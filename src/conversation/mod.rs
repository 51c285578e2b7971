//! Conversation module — session state and the tutoring orchestrator.
//!
//! This module provides:
//! * [`ConversationManager`] — owns the session, dispatches turns to the
//!   language model, degrades failures to a fallback reply.
//! * [`Message`] / [`Role`] — the append-only dialogue sequence.
//! * [`ConversationContext`] — sparse lesson overlay injected into prompts.
//! * [`SessionEvent`] — state-change notifications for observers.
//!
//! # Quick start
//!
//! ```rust,no_run
//! use std::sync::Arc;
//! use edubridge_tutor::conversation::{ConversationContext, ConversationManager};
//! use edubridge_tutor::llm::LanguageModel;
//!
//! # async fn example(model: Arc<dyn LanguageModel>) {
//! let manager = ConversationManager::new(model);
//! manager.start_session(Some(ConversationContext {
//!     course_name: Some("Rust Basics".into()),
//!     ..ConversationContext::default()
//! }));
//!
//! let mut events = manager.subscribe();
//! manager.send_message("What is ownership?").await;
//! while let Ok(event) = events.try_recv() {
//!     println!("{event:?}");
//! }
//! # }
//! ```

pub mod manager;
pub mod message;

// ---------------------------------------------------------------------------
// Public re-exports
// ---------------------------------------------------------------------------

pub use manager::{ConversationManager, SessionEvent};
pub use message::{ConversationContext, Message, Role};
────────────────────────────────────────
About this exercise – The material above is to be transcribed in full, exactly as it appears.

Reply –
filename src/conversation/mod.rs
repository 51c285578e2b7971
//! Conversation module — session state and the tutoring orchestrator.
//!
//! This module provides:
//! * [`ConversationManager`] — owns the session, dispatches turns to the
//!   language model, degrades failures to a fallback reply.
//! * [`Message`] / [`Role`] — the append-only dialogue sequence.
//! * [`ConversationContext`] — sparse lesson overlay injected into prompts.
//! * [`SessionEvent`] — state-change notifications for observers.
//!
//! # Quick start
//!
//! ```rust,no_run
//! use std::sync::Arc;
//! use edubridge_tutor::conversation::{ConversationContext, ConversationManager};
//! use edubridge_tutor::llm::LanguageModel;
//!
//! # async fn example(model: Arc<dyn LanguageModel>) {
//! let manager = ConversationManager::new(model);
//! manager.start_session(Some(ConversationContext {
//!     course_name: Some("Rust Basics".into()),
//!     ..ConversationContext::default()
//! }));
//!
//! let mut events = manager.subscribe();
//! manager.send_message("What is ownership?").await;
//! while let Ok(event) = events.try_recv() {
//!     println!("{event:?}");
//! }
//! # }
//! ```

pub mod manager;
pub mod message;

// ---------------------------------------------------------------------------
// Public re-exports
// ---------------------------------------------------------------------------

pub use manager::{ConversationManager, SessionEvent};
pub use message::{ConversationContext, Message, Role};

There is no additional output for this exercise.